Sustainability is firmly anchored at ZEISS. This includes commitment to nature and wildlife conservation.

In collaboration with professional associations, the company supports numerous nature conservation activities, educational programs for children and adults, and research programs to protect endangered animal species.

For example, ZEISS is committed to saving snow leopards in the Himalayas. The Irbis, whose scientific name is Panthera uncia, lives in the mountain ranges of Central and South Asia and is the most endangered big cat in the world.

Continuous deforestation and poaching have led to a dramatic decline in its population.

In the Indian Himalayan region, there are currently less than 500 individual snow leopards in the wild.

In July of this year, the ZEISS team led by Dr. Michael Kaschke, chairman of the Executive Board (CEO & President) of the ZEISS Group, visited the Himalayan region of Leh and donated spotting scopes and binoculars to Mr. Norbu, responsible for conservation, and his team at Kaalifa camp, which is dedicated to tracking snow leopards so that tourists can observe these wonderful animals in their natural habitat and the “spotters” can live off this equipment.

Learn more about snow leopards in the National Geographic Wild video:

The South African black rhino population is facing extinction.

Another project is dedicated to protecting rhinos. In 2011, Dr. Larry Hansen and Miss Xiaoyang Yu launched the annual “Rhino Conservation Award” to highlight the conservation of these beautiful creatures and the dedicated efforts of various individuals and organizations. ZEISS has been promoting this internationally renowned award since 2015.

This year’s award ceremony was held on July 21, 2019 in the Montecasino in Johannesburg. The award’s finalists included distinguished leaders such as His Royal Highness Prince Albert II of Monaco, South African government officials, foreign diplomats, media outlets, sponsors, and other major NGOs working to protect rhinos.

“You know how much I care about your project, but above all how much I admire the people being honored tonight and, of course, all the rangers, the true heroes of biodiversity,” Prince Albert II of Monaco said in his speech.
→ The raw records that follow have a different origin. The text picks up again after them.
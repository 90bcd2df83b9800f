//! Local HTTP callback server for the authorization code flow.
//!
//! Listens on the loopback port named by the redirect URI, answers the
//! browser with a short page, and hands the full redirect URL back.

use std::io::{Read, Write};
use std::net::{TcpListener, TcpStream};
use std::time::{Duration, Instant};

use tracing::{debug, error, info};
use url::Url;

use crate::error::AuthError;

/// How long to wait for the browser before giving up.
pub const CALLBACK_TIMEOUT: Duration = Duration::from_secs(300);

/// Returns the `(port, path)` to listen on if `redirect_uri` points at this
/// machine over plain HTTP.
pub fn loopback_target(redirect_uri: &str) -> Option<(u16, String)> {
    let url = Url::parse(redirect_uri).ok()?;
    if url.scheme() != "http" {
        return None;
    }
    match url.host_str()? {
        "localhost" | "127.0.0.1" | "[::1]" => {}
        _ => return None,
    }
    Some((url.port_or_known_default()?, url.path().to_string()))
}

/// Wait for a single OAuth callback on `127.0.0.1:{port}{path}`.
///
/// Returns the full callback URL (including query parameters). The listener
/// is dropped once a callback arrives or `timeout` elapses.
pub fn wait_for_callback(port: u16, path: &str, timeout: Duration) -> Result<String, AuthError> {
    let addr = format!("127.0.0.1:{}", port);

    let listener = TcpListener::bind(&addr).map_err(|e| {
        error!("Failed to bind callback server to {}: {}", addr, e);
        AuthError::Interaction(format!("failed to start callback server on {}: {}", addr, e))
    })?;

    // Non-blocking so the deadline can be checked between accepts
    listener
        .set_nonblocking(true)
        .map_err(|e| AuthError::Interaction(format!("callback server configuration: {}", e)))?;

    info!("OAuth callback server listening on {}", addr);
    let deadline = Instant::now() + timeout;

    loop {
        if Instant::now() >= deadline {
            return Err(AuthError::CallbackTimeout);
        }

        match listener.accept() {
            Ok((stream, peer_addr)) => {
                debug!("Connection from {}", peer_addr);
                if let Some(target) = handle_connection(stream, path) {
                    info!("OAuth callback received");
                    return Ok(format!("http://localhost:{}{}", port, target));
                }
            }
            Err(ref e) if e.kind() == std::io::ErrorKind::WouldBlock => {
                std::thread::sleep(Duration::from_millis(100));
            }
            Err(e) => {
                error!("Error accepting connection: {}", e);
                return Err(AuthError::Interaction(format!("connection error: {}", e)));
            }
        }
    }
}

/// Handle an incoming HTTP connection.
///
/// Returns the request target if this was the OAuth callback, None otherwise.
fn handle_connection(mut stream: TcpStream, expected_path: &str) -> Option<String> {
    let _ = stream.set_nonblocking(false);
    let _ = stream.set_read_timeout(Some(Duration::from_secs(5)));

    let mut buffer = [0; 4096];
    let bytes_read = match stream.read(&mut buffer) {
        Ok(n) => n,
        Err(e) => {
            debug!("Failed to read request: {}", e);
            return None;
        }
    };

    let request = String::from_utf8_lossy(&buffer[..bytes_read]);
    let request_line = request.lines().next()?;
    debug!("Received request: {}", request_line);

    let mut parts = request_line.split_whitespace();
    let (method, target) = match (parts.next(), parts.next()) {
        (Some(m), Some(t)) => (m, t),
        _ => {
            send_response(&mut stream, "400 Bad Request", "Bad Request");
            return None;
        }
    };

    if method != "GET" {
        send_response(&mut stream, "405 Method Not Allowed", "Method Not Allowed");
        return None;
    }

    let target_path = target.split('?').next().unwrap_or(target);
    if target_path != expected_path {
        send_response(&mut stream, "404 Not Found", "Not Found");
        return None;
    }

    if target.contains("error=") {
        send_html(&mut stream, "Sign-in failed", "You can close this tab and check the terminal.");
        // The caller turns the error parameters into an AuthError
        return Some(target.to_string());
    }

    if !target.contains("code=") {
        send_response(&mut stream, "400 Bad Request", "Missing authorization code");
        return None;
    }

    send_html(&mut stream, "Signed in", "You can close this tab and return to the terminal.");
    Some(target.to_string())
}

fn send_html(stream: &mut TcpStream, title: &str, message: &str) {
    let html = format!(
        "<!DOCTYPE html>\n<html lang=\"en\"><head><meta charset=\"UTF-8\"><title>{title}</title></head>\
         <body style=\"font-family: sans-serif; text-align: center; margin-top: 4rem\">\
         <h1>{title}</h1><p>{message}</p></body></html>"
    );
    write_response(stream, "200 OK", "text/html; charset=utf-8", &html);
}

fn send_response(stream: &mut TcpStream, status: &str, message: &str) {
    write_response(stream, status, "text/plain", message);
}

fn write_response(stream: &mut TcpStream, status: &str, content_type: &str, body: &str) {
    let response = format!(
        "HTTP/1.1 {}\r\nContent-Type: {}\r\nContent-Length: {}\r\nConnection: close\r\n\r\n{}",
        status,
        content_type,
        body.len(),
        body
    );

    let _ = stream.write_all(response.as_bytes());
    let _ = stream.flush();
}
Despite the ongoing attack on rhino populations across Africa, conservation efforts have delivered some successes, with national poaching statistics in South Africa showing a 25% year-over-year decline in rhino poaching in 2018. According to Andrew Campbell, chief executive officer of the Game Rangers Association of Africa (GRAA), the number of white rhinos has almost tripled since the early 1990s and the black rhino population in Africa has almost doubled.